This avoids incompatability with RDF-XML, and should not result in any
loss of information.
Linear message board
In a linear, or “unthreaded”, message board, each post follows another in
chronological sequence. If individual posts can be assigned URI references, then
they can be represented as explicit, linear threads.
Each thread is represented by a Topic, and the first post is
identified by the Topic’s “first” property. The posts use
“next” to indicate the following post. For an example of a Topic
encoded this way, see this
RDF-XML transcription of a Quick Topic thread.
Forked message board
In a forked, or “threaded”, message board, each post either begins
a thread (represented here by a Topic) or replies to an existing post.
They are explicitly threaded, because each post is associated with a
specific thread.

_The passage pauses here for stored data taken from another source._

//! Ball physics for the football pitch
//!
//! Pure state machine: one `step` per tick, no clocks, no channels. The
//! room decides when to step, when to sync, and what a goal means for the
//! score; this module only moves the ball and reports which side it
//! crossed.

use uuid::Uuid;

use crate::ws::protocol::{BallState, Team};

/// Pitch geometry and ball tunables
#[derive(Debug, Clone)]
pub struct PitchConfig {
    /// Field width in world units (goals sit on the short edges)
    pub width: f64,
    /// Field height in world units
    pub height: f64,
    /// Margin between the field border and the playable boundary
    pub padding: f64,
    /// Goal mouth height, centered vertically on each short edge
    pub goal_width: f64,
    /// How far past the boundary the goal extends
    pub goal_depth: f64,
    /// Per-tick velocity multiplier (grass drag), < 1
    pub friction: f64,
    /// Spin-to-curve coupling factor
    pub spin_curve: f64,
    /// Per-tick spin multiplier, < 1
    pub spin_decay: f64,
    /// Velocity components under this magnitude snap to zero
    pub deadband: f64,
    /// Speed magnitude cap, enforced every tick
    pub max_speed: f64,
    /// Wall bounce restitution, < 1 (lossy)
    pub bounce: f64,
}

impl Default for PitchConfig {
    fn default() -> Self {
        Self {
            width: 800.0,
            height: 500.0,
            padding: 20.0,
            goal_width: 120.0,
            goal_depth: 30.0,
            friction: 0.985,
            spin_curve: 0.05,
            spin_decay: 0.98,
            deadband: 0.01,
            max_speed: 15.0,
            bounce: 0.7,
        }
    }
}

impl PitchConfig {
    pub fn center(&self) -> (f64, f64) {
        (self.width / 2.0, self.height / 2.0)
    }

    /// Top edge of the goal mouth band
    pub fn goal_top(&self) -> f64 {
        (self.height - self.goal_width) / 2.0
    }

    /// Bottom edge of the goal mouth band
    pub fn goal_bottom(&self) -> f64 {
        (self.height + self.goal_width) / 2.0
    }

    fn in_goal_band(&self, y: f64) -> bool {
        y >= self.goal_top() && y <= self.goal_bottom()
    }
}

/// The shared ball. Singleton per room, re-centered on goal.
#[derive(Debug, Clone)]
pub struct Ball {
    pub x: f64,
    pub y: f64,
    pub vx: f64,
    pub vy: f64,
    pub spin: f64,
    pub last_kicker: Option<Uuid>,
    pub last_kick_ms: u64,
}

impl Ball {
    /// A stationary ball at field center
    pub fn centered(pitch: &PitchConfig) -> Self {
        let (x, y) = pitch.center();
        Self {
            x,
            y,
            vx: 0.0,
            vy: 0.0,
            spin: 0.0,
            last_kicker: None,
            last_kick_ms: 0,
        }
    }

    pub fn state(&self) -> BallState {
        BallState {
            x: self.x,
            y: self.y,
            vx: self.vx,
            vy: self.vy,
            spin: self.spin,
            last_kicker_id: self.last_kicker,
        }
    }

    /// One integration tick. Returns the scoring team when the ball
    /// crossed into a goal mouth; no wall handling happens on that tick.
    ///
    /// Order matters and is observable: integrate with the current
    /// velocity first, then curve, then friction, then the clamps.
    pub fn step(&mut self, pitch: &PitchConfig) -> Option<Team> {
        // 1. Integrate
        self.x += self.vx;
        self.y += self.vy;

        // 2. Spin curves the trajectory; the vy line sees the updated vx
        self.vx += self.vy * self.spin * pitch.spin_curve;
        self.vy -= self.vx * self.spin * pitch.spin_curve;
        self.spin *= pitch.spin_decay;

        // 3. Grass drag
        self.vx *= pitch.friction;
        self.vy *= pitch.friction;

        // 4. Deadband stops perpetual creep
        if self.vx.abs() < pitch.deadband {
            self.vx = 0.0;
        }
        if self.vy.abs() < pitch.deadband {
            self.vy = 0.0;
        }

        // 5. Speed cap
        let speed = (self.vx * self.vx + self.vy * self.vy).sqrt();
        if speed > pitch.max_speed {
            let scale = pitch.max_speed / speed;
            self.vx *= scale;
            self.vy *= scale;
        }

        // 6. Goal mouths: left belongs to blue, right to red
        if pitch.in_goal_band(self.y) {
            if self.x < pitch.padding - pitch.goal_depth / 2.0 {
                return Some(Team::Blue);
            }
            if self.x > pitch.width - pitch.padding + pitch.goal_depth / 2.0 {
                return Some(Team::Red);
            }
        }

        // 7. Wall bounce. Left/right walls are solid only outside the
        // goal mouth band.
        if self.y < pitch.padding {
            self.y = pitch.padding;
            self.vy = -self.vy * pitch.bounce;
        } else if self.y > pitch.height - pitch.padding {
            self.y = pitch.height - pitch.padding;
            self.vy = -self.vy * pitch.bounce;
        }

        if !pitch.in_goal_band(self.y) {
            if self.x < pitch.padding {
                self.x = pitch.padding;
                self.vx = -self.vx * pitch.bounce;
            } else if self.x > pitch.width - pitch.padding {
                self.x = pitch.width - pitch.padding;
                self.vx = -self.vx * pitch.bounce;
            }
        }

        None
    }
}
//! Proximity chat engine
//!
//! Owns the per-connection fixed-window rate limit table and message
//! sanitization. The hub decides who receives a composed message; this
//! module only decides whether a message may be sent and what its final
//! text is. Windows are cleared on disconnect.

use rand::Rng;
use std::collections::HashMap;
use uuid::Uuid;

use crate::world::registry::PlazaPlayer;
use crate::ws::protocol::ProximityMessage;

/// Tunables for the chat engine
#[derive(Debug, Clone)]
pub struct ChatConfig {
    /// Accepted messages per window, per connection
    pub max_per_window: u32,
    /// Fixed window length. Resets when the window expires, not sliding.
    pub window_ms: u64,
    /// Maximum message length after trimming, in chars
    pub max_len: usize,
}

impl Default for ChatConfig {
    fn default() -> Self {
        Self {
            max_per_window: 5,
            window_ms: 1_000,
            max_len: 200,
        }
    }
}

/// Per-connection fixed-window counter
#[derive(Debug, Clone, Copy)]
struct RateLimitWindow {
    count: u32,
    reset_at_ms: u64,
}

/// Outcome of a compose attempt
#[derive(Debug)]
pub enum ChatOutcome {
    /// Deliverable message: echo to the sender, fan out to neighbors
    Message(ProximityMessage),
    /// Over the per-window cap; surfaced to the sender only
    RateLimited,
    /// Nothing left after sanitization; silent no-op
    Empty,
}

/// The chat engine
pub struct ChatEngine {
    cfg: ChatConfig,
    windows: HashMap<Uuid, RateLimitWindow>,
}

impl ChatEngine {
    pub fn new(cfg: ChatConfig) -> Self {
        Self {
            cfg,
            windows: HashMap::new(),
        }
    }

    /// Rate-limit, sanitize, and build a message from `sender`.
    ///
    /// The rate limit is checked before sanitization, so empty messages
    /// still consume window budget (matching the cap on send attempts,
    /// not on deliveries).
    pub fn compose(&mut self, sender: &PlazaPlayer, raw: &str, now_ms: u64) -> ChatOutcome {
        if !self.allow(sender.id, now_ms) {
            return ChatOutcome::RateLimited;
        }

        let Some(text) = sanitize(raw, self.cfg.max_len) else {
            return ChatOutcome::Empty;
        };

        ChatOutcome::Message(ProximityMessage {
            id: message_id(now_ms),
            sender_id: sender.id,
            nickname: sender.nickname.clone(),
            avatar: sender.avatar.clone(),
            message: text,
            x: sender.x,
            y: sender.y,
            timestamp: now_ms,
        })
    }

    /// Drop rate-limit state for a departed connection
    pub fn forget(&mut self, conn_id: Uuid) {
        self.windows.remove(&conn_id);
    }

    /// Fixed-window check: count resets when the window has expired
    fn allow(&mut self, conn_id: Uuid, now_ms: u64) -> bool {
        let window = self.windows.entry(conn_id).or_insert(RateLimitWindow {
            count: 0,
            reset_at_ms: now_ms + self.cfg.window_ms,
        });

        if now_ms > window.reset_at_ms {
            window.count = 0;
            window.reset_at_ms = now_ms + self.cfg.window_ms;
        }

        window.count += 1;
        window.count <= self.cfg.max_per_window
    }
}

/// Trim, truncate, and escape. Returns `None` when nothing remains.
fn sanitize(raw: &str, max_len: usize) -> Option<String> {
    let trimmed = raw.trim();
    if trimmed.is_empty() {
        return None;
    }

    let truncated: String = trimmed.chars().take(max_len).collect();

    // The only injection defense: no downstream layer strips HTML
    let mut escaped = String::with_capacity(truncated.len());
    for c in truncated.chars() {
        match c {
            '<' => escaped.push_str("&lt;"),
            '>' => escaped.push_str("&gt;"),
            '"' => escaped.push_str("&quot;"),
            c => escaped.push(c),
        }
    }

    Some(escaped)
}

/// Time+random composite id. Collision-resistant enough for client-side
/// display ordering, nothing more.
fn message_id(now_ms: u64) -> String {
    let suffix: u32 = rand::thread_rng().gen();
    format!("{}-{:08x}", now_ms, suffix)
}

#[cfg(test)]
mod tests {
    use super::*;

    fn sender() -> PlazaPlayer {
        PlazaPlayer {
            id: Uuid::new_v4(),
            user_id: Some("u-1".to_string()),
            nickname: "alice".to_string(),
            avatar: "cat".to_string(),
            x: 12.0,
            y: 34.0,
            last_update_ms: 0,
        }
    }

    fn engine() -> ChatEngine {
        ChatEngine::new(ChatConfig::default())
    }

    #[test]
    fn sixth_message_in_window_is_rate_limited() {
        let mut chat = engine();
        let p = sender();

        for i in 0..5 {
            let out = chat.compose(&p, "hello", 1_000 + i);
            assert!(matches!(out, ChatOutcome::Message(_)), "message {} blocked", i);
        }
        assert!(matches!(chat.compose(&p, "hello", 1_500), ChatOutcome::RateLimited));
    }

    #[test]
    fn window_expiry_resets_the_counter() {
        let mut chat = engine();
        let p = sender();

        for _ in 0..6 {
            chat.compose(&p, "hi", 1_000);
        }
        // First compose at 1_000 opened the window until 2_000
        assert!(matches!(chat.compose(&p, "hi", 2_001), ChatOutcome::Message(_)));
    }

    #[test]
    fn forget_clears_the_window() {
        let mut chat = engine();
        let p = sender();

        for _ in 0..6 {
            chat.compose(&p, "hi", 1_000);
        }
        chat.forget(p.id);
        assert!(matches!(chat.compose(&p, "hi", 1_001), ChatOutcome::Message(_)));
    }

    #[test]
    fn markup_is_escaped() {
        let mut chat = engine();
        let p = sender();

        match chat.compose(&p, r#"<script>alert("x")</script>"#, 1_000) {
            ChatOutcome::Message(msg) => {
                assert_eq!(msg.message, "&lt;script&gt;alert(&quot;x&quot;)&lt;/script&gt;");
            }
            other => panic!("wrong outcome: {:?}", other),
        }
    }

    #[test]
    fn whitespace_only_message_is_a_silent_noop() {
        let mut chat = engine();
        let p = sender();
        assert!(matches!(chat.compose(&p, "   \n\t  ", 1_000), ChatOutcome::Empty));
    }

    #[test]
    fn long_message_is_truncated_before_escaping() {
        let mut chat = engine();
        let p = sender();
        let raw = "a".repeat(300);

        match chat.compose(&p, &raw, 1_000) {
            ChatOutcome::Message(msg) => assert_eq!(msg.message.chars().count(), 200),
            other => panic!("wrong outcome: {:?}", other),
        }
    }

    #[test]
    fn message_snapshots_sender_position_and_identity() {
        let mut chat = engine();
        let p = sender();

        match chat.compose(&p, "over here", 5_000) {
            ChatOutcome::Message(msg) => {
                assert_eq!(msg.sender_id, p.id);
                assert_eq!(msg.nickname, "alice");
                assert_eq!(msg.x, 12.0);
                assert_eq!(msg.y, 34.0);
                assert_eq!(msg.timestamp, 5_000);
                assert!(msg.id.starts_with("5000-"));
            }
            other => panic!("wrong outcome: {:?}", other),
        }
    }
}
//! HTTP surface: router and health endpoint

pub mod routes;

pub use routes::build_router;
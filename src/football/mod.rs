//! Football minigame: room registry and ball physics

pub mod physics;
pub mod room;

pub use physics::{Ball, PitchConfig};
pub use room::{FootballConfig, FootballPlayer, FootballRoom, GameSnapshot, GoalEvent, TickOutput};
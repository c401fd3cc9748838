//! HTTP route definitions
//!
//! The real-time core exposes no REST surface beyond health; everything
//! else rides the WebSocket at `/ws`.

use axum::{
    extract::State,
    http::{header, Method},
    response::Json,
    routing::get,
    Router,
};
use serde::Serialize;
use std::sync::atomic::Ordering;
use tower_http::{compression::CompressionLayer, cors::CorsLayer, trace::TraceLayer};

use crate::app::AppState;
use crate::util::time::uptime_secs;
use crate::ws::handler::ws_handler;

/// Build the application router
pub fn build_router(state: AppState) -> Router {
    // Support multiple origins (comma-separated in CLIENT_ORIGIN)
    let allowed_origins: Vec<header::HeaderValue> = state
        .config
        .client_origin
        .split(',')
        .filter_map(|s| s.trim().parse::<header::HeaderValue>().ok())
        .collect();

    let cors = CorsLayer::new()
        .allow_origin(allowed_origins)
        .allow_methods([Method::GET, Method::OPTIONS])
        .allow_headers([header::AUTHORIZATION, header::CONTENT_TYPE])
        .allow_credentials(true);

    Router::new()
        .route("/health", get(health_handler))
        .route("/ws", get(ws_handler))
        .layer(CompressionLayer::new())
        .layer(TraceLayer::new_for_http())
        .layer(cors)
        .with_state(state)
}

#[derive(Serialize)]
struct HealthResponse {
    status: &'static str,
    uptime_secs: u64,
    connections: usize,
    plaza_players: usize,
    football_players: usize,
}

async fn health_handler(State(state): State<AppState>) -> Json<HealthResponse> {
    Json(HealthResponse {
        status: "ok",
        uptime_secs: uptime_secs(),
        connections: state.gauges.connections.load(Ordering::Relaxed),
        plaza_players: state.gauges.plaza_players.load(Ordering::Relaxed),
        football_players: state.gauges.football_players.load(Ordering::Relaxed),
    })
}
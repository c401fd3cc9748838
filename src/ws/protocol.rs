//! WebSocket protocol message definitions
//! These are the wire types for client-server communication.
//!
//! Every frame is one JSON object tagged by `type`, carrying the event name
//! used by the web client (`player:join`, `chat:message`, ...). Payload
//! fields are camelCase on the wire.

use serde::{Deserialize, Serialize};
use uuid::Uuid;

/// Football team assignment
#[derive(Debug, Clone, Copy, PartialEq, Eq, Serialize, Deserialize)]
#[serde(rename_all = "lowercase")]
pub enum Team {
    Red,
    Blue,
}

fn default_avatar() -> String {
    "default".to_string()
}

/// Messages sent from client to server
#[derive(Debug, Clone, Serialize, Deserialize)]
#[serde(tag = "type")]
pub enum ClientMsg {
    /// Enter the plaza world with an identity and a starting position
    #[serde(rename = "player:join", rename_all = "camelCase")]
    PlayerJoin {
        /// External account id from the platform API, absent for guests
        #[serde(default)]
        user_id: Option<String>,
        #[serde(default)]
        nickname: String,
        #[serde(default = "default_avatar")]
        avatar: String,
        #[serde(default)]
        x: f64,
        #[serde(default)]
        y: f64,
    },

    /// Position update for the plaza world (server-side throttled)
    #[serde(rename = "player:position")]
    PlayerPosition { x: f64, y: f64 },

    /// Explicitly leave the plaza world (socket stays open)
    #[serde(rename = "player:leave")]
    PlayerLeave,

    /// Proximity chat message (rate-limited, sanitized)
    #[serde(rename = "chat:message")]
    ChatMessage { message: String },

    /// Join the football room, optionally requesting a team
    #[serde(rename = "football:join")]
    FootballJoin {
        #[serde(default)]
        team: Option<Team>,
    },

    /// Leave the football room
    #[serde(rename = "football:leave")]
    FootballLeave,

    /// Position/velocity update inside the football room
    #[serde(rename = "football:position")]
    FootballPosition {
        x: f64,
        y: f64,
        #[serde(default)]
        vx: f64,
        #[serde(default)]
        vy: f64,
    },

    /// Kick the ball: overwrites ball velocity and spin
    #[serde(rename = "football:kick")]
    FootballKick {
        vx: f64,
        vy: f64,
        #[serde(default)]
        spin: f64,
    },
}

/// Messages sent from server to client
#[derive(Debug, Clone, Serialize, Deserialize)]
#[serde(tag = "type")]
pub enum ServerMsg {
    /// A player entered the plaza (sent to everyone else)
    #[serde(rename = "player:joined")]
    PlayerJoined { player: PlayerSnapshot },

    /// A player left the plaza (leave, disconnect, eviction, or timeout)
    #[serde(rename = "player:left")]
    PlayerLeft { player: PlayerSnapshot },

    /// A player moved (sent to everyone else)
    #[serde(rename = "player:moved")]
    PlayerMoved { player: PlayerSnapshot },

    /// Full plaza roster, sent to a joining player (excludes the joiner)
    #[serde(rename = "players:list")]
    PlayersList { players: Vec<PlayerSnapshot> },

    /// Players within the proximity radius of the recipient
    #[serde(rename = "players:nearby")]
    PlayersNearby { players: Vec<NearbyPlayer> },

    /// Chat delivery: echo to the sender plus fan-out to nearby players
    #[serde(rename = "chat:received")]
    ChatReceived { message: ProximityMessage },

    /// Chat rejection, sent only to the offending connection
    #[serde(rename = "chat:error")]
    ChatError { reason: String },

    /// Idle eviction notice: the plaza entry was swept
    #[serde(rename = "connection:timeout")]
    ConnectionTimeout,

    #[serde(rename = "football:playerJoined")]
    FootballPlayerJoined { player: FootballSnapshot },

    #[serde(rename = "football:playerLeft")]
    FootballPlayerLeft { player: FootballSnapshot },

    #[serde(rename = "football:playerMoved")]
    FootballPlayerMoved { player: FootballSnapshot },

    /// Current football roster, sent to a joining player
    #[serde(rename = "football:playersList")]
    FootballPlayersList { players: Vec<FootballSnapshot> },

    /// Full game snapshot: ball, score, play state
    #[serde(rename = "football:gameState", rename_all = "camelCase")]
    FootballGameState {
        ball: BallState,
        score: Score,
        is_playing: bool,
    },

    /// Periodic (or kick-triggered) ball sync
    #[serde(rename = "football:ballUpdate")]
    FootballBallUpdate { ball: BallState },

    /// A goal was scored; play pauses until the scheduled reset
    #[serde(rename = "football:goalScored", rename_all = "camelCase")]
    FootballGoalScored {
        team: Team,
        score: Score,
        last_kicker_id: Option<Uuid>,
    },
}

/// Plaza player state as seen on the wire
#[derive(Debug, Clone, Serialize, Deserialize)]
#[serde(rename_all = "camelCase")]
pub struct PlayerSnapshot {
    /// Connection id (ephemeral, minted at socket accept)
    pub id: Uuid,
    pub user_id: Option<String>,
    pub nickname: String,
    pub avatar: String,
    pub x: f64,
    pub y: f64,
}

/// Neighbor entry for `players:nearby`
#[derive(Debug, Clone, Serialize, Deserialize)]
#[serde(rename_all = "camelCase")]
pub struct NearbyPlayer {
    pub id: Uuid,
    pub nickname: String,
    pub avatar: String,
    pub x: f64,
    pub y: f64,
    /// Euclidean distance to the recipient at delivery time
    pub distance: f64,
}

/// A delivered chat message. Transient: constructed, fanned out, discarded.
#[derive(Debug, Clone, Serialize, Deserialize)]
#[serde(rename_all = "camelCase")]
pub struct ProximityMessage {
    /// Time+random composite, collision-resistant for display ordering only
    pub id: String,
    pub sender_id: Uuid,
    pub nickname: String,
    pub avatar: String,
    /// Sanitized text, at most 200 chars
    pub message: String,
    /// Sender position snapshot at send time
    pub x: f64,
    pub y: f64,
    pub timestamp: u64,
}

/// Football player state as seen on the wire
#[derive(Debug, Clone, Serialize, Deserialize)]
#[serde(rename_all = "camelCase")]
pub struct FootballSnapshot {
    pub id: Uuid,
    pub user_id: Option<String>,
    pub nickname: String,
    pub avatar: String,
    pub team: Team,
    pub x: f64,
    pub y: f64,
    pub vx: f64,
    pub vy: f64,
}

/// Ball state as seen on the wire
#[derive(Debug, Clone, Serialize, Deserialize)]
#[serde(rename_all = "camelCase")]
pub struct BallState {
    pub x: f64,
    pub y: f64,
    pub vx: f64,
    pub vy: f64,
    pub spin: f64,
    pub last_kicker_id: Option<Uuid>,
}

/// Score tally per team
#[derive(Debug, Clone, Copy, Default, PartialEq, Eq, Serialize, Deserialize)]
pub struct Score {
    pub red: u32,
    pub blue: u32,
}

impl Score {
    /// Increment the tally for one team
    pub fn add(&mut self, team: Team) {
        match team {
            Team::Red => self.red += 1,
            Team::Blue => self.blue += 1,
        }
    }
}
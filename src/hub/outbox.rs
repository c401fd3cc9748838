//! Per-connection outboxes and room membership
//!
//! Fan-out goes through explicit publish operations over this table, not
//! through framework broadcast channels: the hub decides the audience per
//! message. Dropping a connection's sender is how the hub forcibly
//! terminates the underlying session (the socket writer observes the
//! channel close and shuts the socket down).

use std::collections::{HashMap, HashSet};
use tokio::sync::mpsc;
use uuid::Uuid;

use crate::ws::protocol::ServerMsg;

/// The football activity's broadcast scope
pub const FOOTBALL_ROOM: &str = "football";

/// Outbox table: connection senders plus named room membership sets
#[derive(Default)]
pub struct OutboxTable {
    senders: HashMap<Uuid, mpsc::UnboundedSender<ServerMsg>>,
    rooms: HashMap<String, HashSet<Uuid>>,
}

impl OutboxTable {
    pub fn new() -> Self {
        Self::default()
    }

    pub fn len(&self) -> usize {
        self.senders.len()
    }

    pub fn is_empty(&self) -> bool {
        self.senders.is_empty()
    }

    /// Register a connection's outbox sender
    pub fn register(&mut self, conn_id: Uuid, tx: mpsc::UnboundedSender<ServerMsg>) {
        self.senders.insert(conn_id, tx);
    }

    /// Remove a connection entirely: sender dropped, room memberships
    /// cleared. Idempotent.
    pub fn unregister(&mut self, conn_id: Uuid) {
        self.senders.remove(&conn_id);
        for members in self.rooms.values_mut() {
            members.remove(&conn_id);
        }
    }

    /// Deliver to one connection. Send failures mean the receiving task
    /// already went away; the disconnect event will clean up.
    pub fn send_to(&self, conn_id: Uuid, msg: &ServerMsg) {
        if let Some(tx) = self.senders.get(&conn_id) {
            let _ = tx.send(msg.clone());
        }
    }

    /// Deliver to a set of connections
    pub fn send_many(&self, conn_ids: &[Uuid], msg: &ServerMsg) {
        for &id in conn_ids {
            self.send_to(id, msg);
        }
    }

    /// Deliver to every connection except one
    pub fn broadcast_except(&self, exclude: Uuid, msg: &ServerMsg) {
        for (&id, tx) in &self.senders {
            if id != exclude {
                let _ = tx.send(msg.clone());
            }
        }
    }

    pub fn join_room(&mut self, room: &str, conn_id: Uuid) {
        self.rooms.entry(room.to_string()).or_default().insert(conn_id);
    }

    pub fn leave_room(&mut self, room: &str, conn_id: Uuid) {
        if let Some(members) = self.rooms.get_mut(room) {
            members.remove(&conn_id);
        }
    }

    /// Deliver to every member of a room
    pub fn publish_room(&self, room: &str, msg: &ServerMsg) {
        let Some(members) = self.rooms.get(room) else {
            return;
        };
        for &id in members {
            self.send_to(id, msg);
        }
    }

    /// Deliver to every member of a room except one
    pub fn publish_room_except(&self, room: &str, exclude: Uuid, msg: &ServerMsg) {
        let Some(members) = self.rooms.get(room) else {
            return;
        };
        for &id in members {
            if id != exclude {
                self.send_to(id, msg);
            }
        }
    }
}

#[cfg(test)]
mod tests {
    use super::*;

    fn table_with(n: usize) -> (OutboxTable, Vec<(Uuid, mpsc::UnboundedReceiver<ServerMsg>)>) {
        let mut table = OutboxTable::new();
        let mut conns = Vec::new();
        for _ in 0..n {
            let id = Uuid::new_v4();
            let (tx, rx) = mpsc::unbounded_channel();
            table.register(id, tx);
            conns.push((id, rx));
        }
        (table, conns)
    }

    fn drain(rx: &mut mpsc::UnboundedReceiver<ServerMsg>) -> usize {
        let mut n = 0;
        while rx.try_recv().is_ok() {
            n += 1;
        }
        n
    }

    #[test]
    fn broadcast_except_skips_the_excluded_connection() {
        let (table, mut conns) = table_with(3);
        let excluded = conns[0].0;

        table.broadcast_except(excluded, &ServerMsg::ConnectionTimeout);

        assert_eq!(drain(&mut conns[0].1), 0);
        assert_eq!(drain(&mut conns[1].1), 1);
        assert_eq!(drain(&mut conns[2].1), 1);
    }

    #[test]
    fn publish_room_reaches_only_members() {
        let (mut table, mut conns) = table_with(3);
        table.join_room(FOOTBALL_ROOM, conns[0].0);
        table.join_room(FOOTBALL_ROOM, conns[1].0);

        table.publish_room(FOOTBALL_ROOM, &ServerMsg::ConnectionTimeout);

        assert_eq!(drain(&mut conns[0].1), 1);
        assert_eq!(drain(&mut conns[1].1), 1);
        assert_eq!(drain(&mut conns[2].1), 0);
    }

    #[test]
    fn unregister_closes_the_sender_and_leaves_rooms() {
        let (mut table, mut conns) = table_with(2);
        let (gone, rx) = &mut conns[0];
        table.join_room(FOOTBALL_ROOM, *gone);

        table.unregister(*gone);

        table.publish_room(FOOTBALL_ROOM, &ServerMsg::ConnectionTimeout);
        assert!(matches!(
            rx.try_recv(),
            Err(mpsc::error::TryRecvError::Disconnected)
        ));
        assert_eq!(table.len(), 1);
    }

    #[test]
    fn send_to_unknown_connection_is_a_noop() {
        let (table, _conns) = table_with(1);
        table.send_to(Uuid::new_v4(), &ServerMsg::ConnectionTimeout);
    }
}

The threads themselves are forked, because posts may
have multiple responses. (Some forked message boards also provide
a chronological ordering for posts, allowing the thread to be viewed
as a tree or a sequence.)
As with linear boards, each thread is
represented by a Topic, and the first post in the thread is identified
by the Topic’s “first” property. The posts relate to each other through
“refersTo” (at a minimum; a message board can probably assume “commentsOn”
or better for direct replies) and possibly also through “next”. The
Topic will usually be part of a Forum. In large message boards, the
Forums may themselves be organized into larger Forums.
Weblog with comments
Many weblogs have a comments feature which allows readers to respond
to posts within the weblog itself. These comments add to the pre-existing
inter-weblog discussion, and can potentially be referenced themselves
by other weblog or message board posts. Interestingly, one could
consider news sites which feature “talkback” to be examples of this
pattern.
A set of comments to a single weblog post constitute an explicit
thread which may be forked, linear, or both depending on the message
board setup. In this case, the original post does double duty as a
Post and a Topic. If the comments are linear, the Topic’s “first”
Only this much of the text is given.